YOUR TASK: For the data below, the lines that hold "plan" should be counted; only the resulting number is expected.

RECORD EXCERPTS:

//! Allocation errors and the thread-local allocation buffer.

mod allocator;
pub use allocator::AllocationError;

mod tlab;
pub use tlab::Tlab;
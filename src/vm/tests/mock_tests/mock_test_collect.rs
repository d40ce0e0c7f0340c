use super::mock_test_prelude::*;

#[test]
pub fn collection_frees_garbage_and_keeps_live_data() {
    with_mockvm(|| {
        let heap = heap_for_test(SMALL_HEAP);
        let mut mutator = bind(heap, 1);
        let tls = mutator.mutator_tls;

        let live = alloc_object(&mut mutator, 0, BYTES_IN_KBYTE).unwrap();
        unsafe { payload_byte(live, 100).store::<u8>(42) };
        let root = Root::new(RootKind::Stack(tls), Some(live));

        alloc_object(&mut mutator, 0, 400 * BYTES_IN_KBYTE).unwrap();
        assert_eq!(memory_manager::collection_count(heap), 0);

        // Does not fit next to the 400 KiB object.
        let young = alloc_object(&mut mutator, 0, 200 * BYTES_IN_KBYTE).unwrap();
        assert_eq!(memory_manager::collection_count(heap), 1);

        let used = object_size(0, BYTES_IN_KBYTE) + object_size(0, 200 * BYTES_IN_KBYTE);
        assert_eq!(memory_manager::used_bytes(heap), used);
        assert_eq!(
            memory_manager::free_bytes(heap),
            512 * BYTES_IN_KBYTE - 6144 - used
        );

        let moved = root.object();
        assert_ne!(moved, live);
        assert!(memory_manager::is_in_heap(heap, moved.to_raw_address()));
        assert_eq!(unsafe { payload_byte(moved, 100).load::<u8>() }, 42);
        assert_eq!(
            young.to_raw_address(),
            moved.to_raw_address() + object_size(0, BYTES_IN_KBYTE)
        );

        unbind(mutator);
    })
}

#[test]
pub fn user_collection_swaps_spaces() {
    with_mockvm(|| {
        let heap = heap_for_test(SMALL_HEAP);
        let mutator = bind(heap, 1);

        let to_space = heap.plan.tospace().start();
        let from_space = heap.plan.fromspace().start();
        assert!(memory_manager::collect_garbage(heap, mutator.mutator_tls, 0));
        assert_eq!(heap.plan.tospace().start(), from_space);
        assert_eq!(heap.plan.fromspace().start(), to_space);
        assert_eq!(heap.plan.tospace().mark(), from_space);
        assert_eq!(memory_manager::collection_count(heap), 1);
        assert_eq!(read_mockvm(|mock| (mock.stops, mock.resumes)), (1, 1));
        assert!(heap.gc_timings_summary().starts_with("1 cycles, clear="));

        // Enough free space: no collection.
        assert!(memory_manager::collect_garbage(heap, mutator.mutator_tls, 1024));
        assert_eq!(memory_manager::collection_count(heap), 1);

        unbind(mutator);
    })
}

#[test]
pub fn shared_objects_and_cycles_are_copied_once() {
    with_mockvm(|| {
        let heap = heap_for_test(SMALL_HEAP);
        let mut mutator = bind(heap, 1);
        let tls = mutator.mutator_tls;

        // a -> [b, c], c -> [b], b -> [a]
        let a = alloc_object(&mut mutator, 2, 0).unwrap();
        let root = Root::new(RootKind::Stack(tls), Some(a));
        let b = alloc_object(&mut mutator, 1, 8).unwrap();
        let c = alloc_object(&mut mutator, 1, 16).unwrap();
        set_field(a, 0, Some(b));
        set_field(a, 1, Some(c));
        set_field(c, 0, Some(b));
        set_field(b, 0, Some(a));
        for _ in 0..10 {
            alloc_object(&mut mutator, 1, 32).unwrap();
        }

        assert!(memory_manager::collect_garbage(heap, tls, 0));

        let a = root.object();
        let b = get_field(a, 0).unwrap();
        let c = get_field(a, 1).unwrap();
        assert_eq!(get_field(c, 0), Some(b));
        assert_eq!(get_field(b, 0), Some(a));
        assert_eq!(
            memory_manager::used_bytes(heap),
            object_size(2, 0) + object_size(1, 8) + object_size(1, 16)
        );
        let to_space = heap.plan.tospace();
        for object in [a, b, c] {
            assert!(to_space.contains(object.to_raw_address()));
            assert!(object.to_raw_address() < to_space.mark());
        }

        unbind(mutator);
    })
}

#[test]
pub fn every_root_kind_is_updated() {
    with_mockvm(|| {
        let heap = heap_for_test(SMALL_HEAP);
        let mut mutator = bind(heap, 1);
        let tls = mutator.mutator_tls;

        let mut roots = vec![];
        for (i, kind) in [
            RootKind::Stack(tls),
            RootKind::Vm,
            RootKind::BootHeap,
            RootKind::Code,
        ]
        .into_iter()
        .enumerate()
        {
            let object = alloc_object(&mut mutator, 0, 8).unwrap();
            unsafe { payload_byte(object, 0).store::<usize>(i + 1) };
            roots.push((Root::new(kind, Some(object)), object));
        }
        // Roots outside the heap are left alone.
        let outside = unsafe { ObjectReference::from_raw_address_unchecked(Address::from_usize(0x1000)) };
        let foreign = Root::new(RootKind::Vm, Some(outside));
        let null = Root::new(RootKind::Code, None);

        assert!(memory_manager::collect_garbage(heap, tls, 0));

        let to_space = heap.plan.tospace();
        for (i, (root, old)) in roots.iter().enumerate() {
            let object = root.object();
            assert_ne!(object, *old);
            assert!(to_space.contains(object.to_raw_address()));
            assert_eq!(unsafe { payload_byte(object, 0).load::<usize>() }, i + 1);
        }
        assert_eq!(foreign.get(), Some(outside));
        assert_eq!(null.get(), None);
        assert_eq!(memory_manager::used_bytes(heap), 4 * object_size(0, 8));

        unbind(mutator);
    })
}

#[test]
pub fn tlabs_are_reset_by_a_collection() {
    with_mockvm(|| {
        let heap = heap_for_test(
            "max_heap_size=1048576 initial_heap_size=1048576 use_tlab=true tlab_size=4096",
        );
        let mut mutator = bind(heap, 1);
        let other = bind(heap, 2);

        memory_manager::alloc(&mut mutator, 64).unwrap();
        assert!(mutator.tlab_range().is_some());
        assert!(memory_manager::collect_garbage(heap, other.mutator_tls, 0));
        assert_eq!(mutator.tlab_range(), None);
        assert_eq!(memory_manager::used_bytes(heap), 0);

        unbind(other);
        unbind(mutator);
    })
}

#[test]
pub fn collect_before_every_allocation() {
    with_mockvm(|| {
        let heap = heap_for_test(&format!("{} gc_before_allocation=true", SMALL_HEAP));
        let mut mutator = bind(heap, 1);
        let root = Root::new(RootKind::Stack(mutator.mutator_tls), None);

        for i in 0..3 {
            let object = alloc_object(&mut mutator, 1, 0).unwrap();
            set_field(object, 0, root.get());
            root.set(Some(object));
            assert_eq!(memory_manager::collection_count(heap), i + 1);
        }
        assert_eq!(memory_manager::used_bytes(heap), 3 * object_size(1, 0));

        unbind(mutator);
    })
}

#[test]
pub fn collection_requires_initialization() {
    with_mockvm(|| {
        let builder = crate::HeapBuilder::new_no_env_vars();
        let heap = Box::leak(memory_manager::ssgc_init::<MockVM>(&builder));
        let message = catch_fatal(|| {
            memory_manager::collect_garbage(heap, mutator_thread(1), 0);
        });
        assert!(message.unwrap().contains("collection is not initialized"));
    })
}

#[test]
pub fn dangling_root_fails_verification() {
    with_mockvm(|| {
        let heap = heap_for_test(&format!("{} verify_references=true", SMALL_HEAP));
        let mutator = bind(heap, 1);

        // Points into the vacant from-space.
        let stale = unsafe {
            ObjectReference::from_raw_address_unchecked(heap.plan.fromspace().start())
        };
        let _root = Root::new(RootKind::Vm, Some(stale));
        let message = catch_fatal(|| {
            memory_manager::collect_garbage(heap, mutator.mutator_tls, 0);
        });
        assert!(message.is_some());
    })
}

#[test]
pub fn mark_only_moves_forward_between_collections() {
    with_mockvm(|| {
        let heap = heap_for_test(
            "max_heap_size=1048576 initial_heap_size=1048576 use_tlab=true tlab_size=4096 grow_policy=None",
        );
        let mut mutator = bind(heap, 1);
        let tls = mutator.mutator_tls;

        let mut epoch = memory_manager::collection_count(heap);
        let mut start = heap.plan.tospace().start();
        let mut mark = heap.plan.tospace().mark();
        assert_eq!(mark, start);

        for i in 0..1800 {
            let forced = i % 97 == 96;
            match i % 3 {
                // Mostly the fast path, with a TLAB refill now and then.
                0 => {
                    alloc_object(&mut mutator, 0, 16).unwrap();
                }
                // At least a TLAB: always the slow path.
                1 => {
                    memory_manager::alloc(&mut mutator, 5000).unwrap();
                }
                // Usually enough room already, so nothing happens.
                _ => {
                    let requested = if forced { 0 } else { 1024 };
                    assert!(memory_manager::collect_garbage(heap, tls, requested));
                }
            }

            let new_epoch = memory_manager::collection_count(heap);
            let new_start = heap.plan.tospace().start();
            let new_mark = heap.plan.tospace().mark();
            assert!(new_mark >= new_start);
            if new_epoch == epoch {
                assert_eq!(new_start, start);
                assert!(new_mark >= mark, "mark went back from {} to {}", mark, new_mark);
            } else {
                assert_eq!(new_epoch, epoch + 1);
                assert_ne!(new_start, start);
                if i % 3 == 2 {
                    // Nothing is live and nothing was allocated after the swap.
                    assert_eq!(new_mark, new_start);
                }
            }
            epoch = new_epoch;
            start = new_start;
            mark = new_mark;
        }
        assert!(memory_manager::collection_count(heap) >= 6);

        unbind(mutator);
    })
}

#[test]
pub fn waiting_mutators_are_reported_blocked() {
    with_mockvm(|| {
        let heap = heap_for_test(&format!(
            "{} initial_heap_size=524288 grow_policy=Double",
            SMALL_HEAP
        ));
        let mut first = bind(heap, 1);
        let second = bind(heap, 2);

        assert!(memory_manager::collect_garbage(heap, first.mutator_tls, 0));
        assert_eq!(
            read_mockvm(|mock| mock.blocked_at_stop.clone()),
            vec![vec![first.mutator_tls]]
        );

        // An allocation that does not fit collects on behalf of its mutator.
        alloc_object(&mut first, 0, 200 * BYTES_IN_KBYTE).unwrap();
        alloc_object(&mut first, 0, 100 * BYTES_IN_KBYTE).unwrap();
        assert_eq!(memory_manager::collection_count(heap), 2);

        // Growing and shrinking each collect once, for the mutator that asked.
        assert!(memory_manager::increase_memory(
            heap,
            second.mutator_tls,
            BYTES_IN_MBYTE
        ));
        assert!(memory_manager::decrease_memory(
            heap,
            second.mutator_tls,
            512 * BYTES_IN_KBYTE
        ));
        assert_eq!(
            read_mockvm(|mock| mock.blocked_at_stop.clone()),
            vec![
                vec![first.mutator_tls],
                vec![first.mutator_tls],
                vec![second.mutator_tls],
                vec![second.mutator_tls],
            ]
        );
        assert!(read_mockvm(|mock| mock.blocked.is_empty()));

        unbind(first);
        unbind(second);
    })
}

EXERCISE SOLUTION: 12